● **What is required**: Your task is to reproduce exactly the lines that run from the beginning of the data through the line where "Keystash persists whatever" appears.
+--
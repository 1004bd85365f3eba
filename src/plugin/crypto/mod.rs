//! Crypto plugins for the `store_crypto` secret store
//!
//! A crypto plugin encrypts secrets under a per-project key-encryption key.
//! Keystash persists whatever the plugin writes into [`KekMetaDto`] when the
//! project KEK is bound, and hands it back on every later call, together with
//! the per-secret `kek_meta_extended` from [`ResponseDto`].

pub mod aead;
pub mod kek_cache;
pub mod manager;
pub mod p11;
pub mod simple;

pub use kek_cache::ProjectKekCache;
pub use manager::CryptoPluginManager;
pub use p11::P11CryptoPlugin;
pub use simple::SimpleCryptoPlugin;

use crate::config::SecretString;
use crate::domain::GenerationType;
use crate::errors::Result;
use crate::storage::KekDatum;
use async_trait::async_trait;
use std::fmt;
use zeroize::Zeroizing;

/// Operation families a crypto plugin may support
#[derive(Debug, Clone, Copy, PartialEq, Eq)]
pub enum PluginSupportType {
    EncryptDecrypt,
    SymmetricKeyGeneration,
    AsymmetricKeyGeneration,
}

impl From<GenerationType> for PluginSupportType {
    fn from(generation_type: GenerationType) -> Self {
        match generation_type {
            GenerationType::Symmetric => Self::SymmetricKeyGeneration,
            GenerationType::Asymmetric => Self::AsymmetricKeyGeneration,
        }
    }
}

impl fmt::Display for PluginSupportType {
    fn fmt(&self, f: &mut fmt::Formatter<'_>) -> fmt::Result {
        f.write_str(match self {
            Self::EncryptDecrypt => "encrypt_decrypt",
            Self::SymmetricKeyGeneration => "symmetric_key_generation",
            Self::AsymmetricKeyGeneration => "asymmetric_key_generation",
        })
    }
}

pub const SYMMETRIC_ALGORITHMS: &[&str] =
    &["aes", "des", "3des", "desede", "hmacsha1", "hmacsha256", "hmacsha384", "hmacsha512"];
pub const SYMMETRIC_KEY_LENGTHS: &[u32] = &[64, 128, 192, 256];
pub const ASYMMETRIC_ALGORITHMS: &[&str] = &["rsa", "dsa"];
pub const ASYMMETRIC_KEY_LENGTHS: &[u32] = &[1024, 2048, 4096];

pub fn is_symmetric_supported(algorithm: Option<&str>, bit_length: Option<u32>) -> bool {
    matches!(
        (algorithm, bit_length),
        (Some(alg), Some(bits)) if SYMMETRIC_ALGORITHMS.contains(&alg.to_ascii_lowercase().as_str())
            && SYMMETRIC_KEY_LENGTHS.contains(&bits)
    )
}

pub fn is_asymmetric_supported(algorithm: Option<&str>, bit_length: Option<u32>) -> bool {
    matches!(
        (algorithm, bit_length),
        (Some(alg), Some(bits))
            if ASYMMETRIC_ALGORITHMS.contains(&alg.to_ascii_lowercase().as_str())
                && ASYMMETRIC_KEY_LENGTHS.contains(&bits)
    )
}

/// Project KEK description exchanged with a crypto plugin.
///
/// `kek_label` and `plugin_name` are set by keystash; the remaining fields
/// belong to the plugin.
#[derive(Debug, Clone, Default, PartialEq)]
pub struct KekMetaDto {
    pub kek_label: String,
    pub plugin_name: String,
    pub algorithm: Option<String>,
    pub bit_length: Option<u32>,
    pub mode: Option<String>,
    pub plugin_meta: Option<String>,
}

impl From<&KekDatum> for KekMetaDto {
    fn from(datum: &KekDatum) -> Self {
        Self {
            kek_label: datum.kek_label.clone(),
            plugin_name: datum.plugin_name.clone(),
            algorithm: datum.algorithm.clone(),
            bit_length: datum.bit_length,
            mode: datum.mode.clone(),
            plugin_meta: datum.plugin_meta.clone(),
        }
    }
}

impl KekMetaDto {
    /// `plugin_meta` if bound and non-empty
    pub fn plugin_meta(&self) -> Option<&str> {
        self.plugin_meta.as_deref().filter(|m| !m.is_empty())
    }
}

pub struct EncryptDto {
    pub unencrypted: Zeroizing<Vec<u8>>,
}

impl EncryptDto {
    pub fn new(unencrypted: impl Into<Vec<u8>>) -> Self {
        Self { unencrypted: Zeroizing::new(unencrypted.into()) }
    }
}

#[derive(Debug, Clone)]
pub struct DecryptDto {
    pub encrypted: Vec<u8>,
}

#[derive(Debug, Clone)]
pub struct GenerateDto {
    pub generation_type: GenerationType,
    pub algorithm: String,
    pub bit_length: u32,
    pub mode: Option<String>,
    pub passphrase: Option<SecretString>,
}

/// Ciphertext produced by a plugin plus optional per-secret KEK metadata
#[derive(Debug, Clone, PartialEq)]
pub struct ResponseDto {
    pub cypher_text: Vec<u8>,
    pub kek_meta_extended: Option<String>,
}

/// Encrypted parts of a generated key pair
#[derive(Debug, Clone)]
pub struct AsymmetricResponse {
    pub private_key: ResponseDto,
    pub public_key: ResponseDto,
    pub passphrase: Option<ResponseDto>,
}

#[async_trait]
pub trait CryptoPlugin: Send + Sync + fmt::Debug {
    fn name(&self) -> &str;

    async fn encrypt(
        &self,
        dto: EncryptDto,
        kek_meta: &KekMetaDto,
        project_id: &str,
    ) -> Result<ResponseDto>;

    async fn decrypt(
        &self,
        dto: DecryptDto,
        kek_meta: &KekMetaDto,
        kek_meta_extended: Option<&str>,
        project_id: &str,
    ) -> Result<Zeroizing<Vec<u8>>>;

    /// Complete the binding of a new project KEK. Returning `None` fails the
    /// store request.
    async fn bind_kek_metadata(&self, kek_meta: KekMetaDto) -> Result<Option<KekMetaDto>>;

    async fn generate_symmetric(
        &self,
        dto: GenerateDto,
        kek_meta: &KekMetaDto,
        project_id: &str,
    ) -> Result<ResponseDto>;

    async fn generate_asymmetric(
        &self,
        dto: GenerateDto,
        kek_meta: &KekMetaDto,
        project_id: &str,
    ) -> Result<AsymmetricResponse>;

    fn supports(
        &self,
        support_type: PluginSupportType,
        algorithm: Option<&str>,
        bit_length: Option<u32>,
        mode: Option<&str>,
    ) -> bool;
}
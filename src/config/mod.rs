//! # Configuration Management
//!
//! Configuration is layered with the `config` crate:
//!
//! 1. built-in defaults ([`AppConfig::default`])
//! 2. an optional file (TOML, INI or YAML, chosen by extension)
//! 3. `KEYSTASH__<SECTION>__<KEY>` environment variables
//!
//! `[secretstore:<suffix>]` sections cannot be addressed as config paths, so
//! they are read from the merged root table after the typed pass.

pub mod plugins;
pub mod secret_string;
pub mod settings;

pub use plugins::{
    CryptoConfig, DogtagConfig, KmipConfig, NamedStoreConfig, P11CryptoConfig,
    SecretStoreConfig, SimpleCryptoConfig, StoreSectionConfig,
};
pub use secret_string::SecretString;
pub use settings::{AppConfig, DatabaseConfig, ObservabilityConfig, ServerConfig};

use crate::errors::{KeystashError, Result};
use std::collections::HashMap;
use std::path::Path;
use tracing::debug;

/// Environment variable prefix for overrides
pub const ENV_PREFIX: &str = "KEYSTASH";

impl AppConfig {
    /// Load, resolve store sections and validate.
    pub fn load(path: Option<&Path>) -> Result<Self> {
        let mut builder = config::Config::builder();

        if let Some(path) = path {
            if !path.exists() {
                return Err(KeystashError::config(format!(
                    "Configuration file not found: {}",
                    path.display()
                )));
            }
            builder = builder.add_source(config::File::from(path).required(true));
        }

        builder = builder.add_source(
            config::Environment::with_prefix(ENV_PREFIX)
                .prefix_separator("__")
                .separator("__")
                .try_parsing(true),
        );

        let merged = builder.build()?;
        let mut app: AppConfig = merged.clone().try_deserialize()?;
        app.secret_stores = load_store_sections(&merged, &app.secretstore)?;
        app.validate()?;

        debug!(
            store_plugins = ?app.enabled_store_plugins(),
            crypto_plugins = ?app.enabled_crypto_plugins(),
            "Configuration loaded"
        );

        Ok(app)
    }

    /// Effective configuration as TOML with credentials redacted.
    pub fn to_redacted_toml(&self) -> Result<String> {
        let mut rendered = toml::to_string_pretty(self).map_err(|e| {
            KeystashError::internal_with_source("Failed to render configuration", Box::new(e))
        })?;

        for store in &self.secret_stores {
            let section = toml::to_string_pretty(&store.section).map_err(|e| {
                KeystashError::internal_with_source("Failed to render store section", Box::new(e))
            })?;
            rendered.push_str(&format!("\n[\"secretstore:{}\"]\n{}", store.name, section));
        }

        Ok(rendered)
    }
}

fn load_store_sections(
    merged: &config::Config,
    secretstore: &SecretStoreConfig,
) -> Result<Vec<NamedStoreConfig>> {
    if !secretstore.enable_multiple_secret_stores {
        return Ok(Vec::new());
    }

    let root: HashMap<String, config::Value> = merged.clone().try_deserialize()?;
    let mut sections = Vec::with_capacity(secretstore.stores_lookup_suffix.len());

    for suffix in &secretstore.stores_lookup_suffix {
        let key = format!("secretstore:{}", suffix);
        let Some(value) = root.get(&key) else {
            // reported by validate_sections with the suffix name
            continue;
        };
        let section: StoreSectionConfig = value.clone().try_deserialize().map_err(|e| {
            KeystashError::config_with_source(format!("Invalid [{}] section", key), Box::new(e))
        })?;
        sections.push(NamedStoreConfig { name: suffix.clone(), section });
    }

    Ok(sections)
}
//! Domain layer
//!
//! Types with no infrastructure dependencies: the secret vocabulary used by
//! the gateway, the plugins and the repositories.

pub mod secret;

pub use secret::{GenerationType, KeyAlgorithm, KeySpec, SecretStatus, SecretType};
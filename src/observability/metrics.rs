//! # Metrics Collection
//!
//! Prometheus metrics for keystash. Until [`init_metrics`] installs the
//! exporter the `metrics` facade discards every sample, so recording is
//! always safe.

use crate::config::ObservabilityConfig;
use crate::errors::{KeystashError, Result};
use ::tracing::{info, warn};
use metrics::{
    counter, describe_counter, describe_gauge, describe_histogram, gauge, histogram, Unit,
};
use metrics_exporter_prometheus::PrometheusBuilder;
use once_cell::sync::OnceCell;
use std::net::SocketAddr;

static EXPORTER_INSTALLED: OnceCell<SocketAddr> = OnceCell::new();

/// Records keystash metrics through the global `metrics` recorder
#[derive(Debug, Clone, Copy, Default)]
pub struct MetricsRecorder;

impl MetricsRecorder {
    pub fn new() -> Self {
        Self
    }

    /// Record an HTTP request
    pub fn record_http_request(&self, method: &str, route: &str, status: u16, duration: f64) {
        let labels = [
            ("method", method.to_string()),
            ("route", route.to_string()),
            ("status", status.to_string()),
        ];
        counter!("keystash_http_requests_total", &labels).increment(1);
        histogram!("keystash_http_request_duration_seconds", &labels[..2]).record(duration);
    }

    /// Record a call into a secret store plugin
    pub fn record_store_operation(&self, plugin: &str, operation: &str, success: bool) {
        let status = if success { "success" } else { "error" };
        let labels = [
            ("plugin", plugin.to_string()),
            ("operation", operation.to_string()),
            ("status", status.to_string()),
        ];
        counter!("keystash_store_operations_total", &labels).increment(1);
    }

    /// Record a call into a crypto plugin
    pub fn record_crypto_operation(&self, plugin: &str, operation: &str, duration: f64) {
        let labels = [("plugin", plugin.to_string()), ("operation", operation.to_string())];
        counter!("keystash_crypto_operations_total", &labels).increment(1);
        histogram!("keystash_crypto_operation_duration_seconds", &labels).record(duration);
    }

    pub fn record_kek_cache_hit(&self) {
        counter!("keystash_pkek_cache_hits_total").increment(1);
    }

    pub fn record_kek_cache_miss(&self) {
        counter!("keystash_pkek_cache_misses_total").increment(1);
    }

    /// `reason` is `expired`, `capacity`, `invalidated` or `cleared`
    pub fn record_kek_cache_eviction(&self, reason: &'static str, count: usize) {
        counter!("keystash_pkek_cache_evictions_total", "reason" => reason).increment(count as u64);
    }

    pub fn set_kek_cache_size(&self, size: usize) {
        gauge!("keystash_pkek_cache_entries").set(size as f64);
    }

    /// Record a project KEK bound by a crypto plugin
    pub fn record_kek_bound(&self, plugin: &str) {
        let labels = [("plugin", plugin.to_string())];
        counter!("keystash_project_keks_bound_total", &labels).increment(1);
    }

    /// Record a request/response exchange with an external key manager
    pub fn record_backend_request(&self, backend: &str, operation: &str, duration: f64, ok: bool) {
        let status = if ok { "success" } else { "error" };
        let labels = [
            ("backend", backend.to_string()),
            ("operation", operation.to_string()),
            ("status", status.to_string()),
        ];
        counter!("keystash_backend_requests_total", &labels).increment(1);
        histogram!("keystash_backend_request_duration_seconds", &labels[..2]).record(duration);
    }

    /// Update database connection gauge
    pub fn update_db_connections(&self, active: u32) {
        gauge!("keystash_db_connections_active").set(active as f64);
    }

    /// Describe metrics so Prometheus exports them before the first event.
    pub fn register_descriptions(&self) {
        describe_counter!("keystash_http_requests_total", Unit::Count, "HTTP requests served");
        describe_histogram!(
            "keystash_http_request_duration_seconds",
            Unit::Seconds,
            "HTTP request latency"
        );
        describe_counter!(
            "keystash_store_operations_total",
            Unit::Count,
            "Secret store plugin operations by outcome"
        );
        describe_counter!(
            "keystash_crypto_operations_total",
            Unit::Count,
            "Crypto plugin operations"
        );
        describe_histogram!(
            "keystash_crypto_operation_duration_seconds",
            Unit::Seconds,
            "Crypto plugin operation latency"
        );
        describe_counter!(
            "keystash_pkek_cache_hits_total",
            Unit::Count,
            "Project KEK cache hits"
        );
        describe_counter!(
            "keystash_pkek_cache_misses_total",
            Unit::Count,
            "Project KEK cache misses"
        );
        describe_counter!(
            "keystash_pkek_cache_evictions_total",
            Unit::Count,
            "Project KEKs evicted by TTL or capacity"
        );
        describe_gauge!(
            "keystash_pkek_cache_entries",
            Unit::Count,
            "Unwrapped project KEKs currently cached"
        );
        describe_counter!(
            "keystash_project_keks_bound_total",
            Unit::Count,
            "Project KEKs generated and bound"
        );
        describe_counter!(
            "keystash_backend_requests_total",
            Unit::Count,
            "Requests to KMIP devices and Dogtag KRAs"
        );
        describe_histogram!(
            "keystash_backend_request_duration_seconds",
            Unit::Seconds,
            "External key manager latency"
        );
        describe_gauge!(
            "keystash_db_connections_active",
            Unit::Count,
            "Active database connections"
        );
    }
}

/// Install the Prometheus exporter with its own HTTP listener.
pub async fn init_metrics(config: &ObservabilityConfig) -> Result<()> {
    let metrics_addr = match config.metrics_bind_address() {
        Some(addr) => addr,
        None => {
            warn!("Metrics disabled: no bind address configured");
            return Ok(());
        }
    };

    let socket_addr: SocketAddr = metrics_addr.parse().map_err(|e| {
        KeystashError::config(format!("Invalid metrics bind address '{}': {}", metrics_addr, e))
    })?;

    if let Some(existing) = EXPORTER_INSTALLED.get() {
        warn!(%existing, "Metrics exporter already installed");
        return Ok(());
    }

    PrometheusBuilder::new()
        .with_http_listener(socket_addr)
        .add_global_label("service", &config.service_name)
        .install()
        .map_err(|e| {
            KeystashError::config(format!("Failed to initialize metrics exporter: {}", e))
        })?;
    let _ = EXPORTER_INSTALLED.set(socket_addr);

    MetricsRecorder::new().register_descriptions();

    info!(
        metrics_addr = %metrics_addr,
        service_name = %config.service_name,
        "Metrics collection initialized"
    );

    Ok(())
}

#[cfg(test)]
mod tests {
    use super::*;

    #[test]
    fn recording_without_exporter_is_a_no_op() {
        let recorder = MetricsRecorder::new();
        recorder.record_http_request("POST", "/v1/secrets", 201, 0.012);
        recorder.record_store_operation("store_crypto", "store_secret", true);
        recorder.record_crypto_operation("simple_crypto", "encrypt", 0.0004);
        recorder.record_kek_cache_hit();
        recorder.record_kek_cache_miss();
        recorder.record_kek_cache_eviction("expired", 2);
        recorder.set_kek_cache_size(3);
        recorder.record_kek_bound("p11_crypto");
        recorder.record_backend_request("kmip", "Get", 0.2, false);
        recorder.update_db_connections(4);
        recorder.register_descriptions();
    }

    #[tokio::test]
    async fn disabled_metrics_do_not_install() {
        let config = ObservabilityConfig { enable_metrics: false, ..Default::default() };
        assert!(init_metrics(&config).await.is_ok());
        assert!(EXPORTER_INSTALLED.get().is_none());
    }
}
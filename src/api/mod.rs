//! # REST API Components
//!
//! The keystash HTTP API: secrets, orders, containers and secret store
//! administration. Every route except `/health` is scoped to the project in
//! the `X-Project-Id` header.

pub mod error;
pub mod handlers;
pub mod middleware;
pub mod routes;
pub mod server;

pub use error::ApiError;
pub use middleware::{ProjectContext, PROJECT_ID_HEADER};
pub use routes::{build_router, ApiState};
pub use server::start_api_server;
+--
● **Result for this task**:
repository 1004bd85365f3eba
filename src/plugin/crypto/mod.rs
//! Crypto plugins for the `store_crypto` secret store
//!
//! A crypto plugin encrypts secrets under a per-project key-encryption key.
//! Keystash persists whatever the plugin writes into [`KekMetaDto`] when the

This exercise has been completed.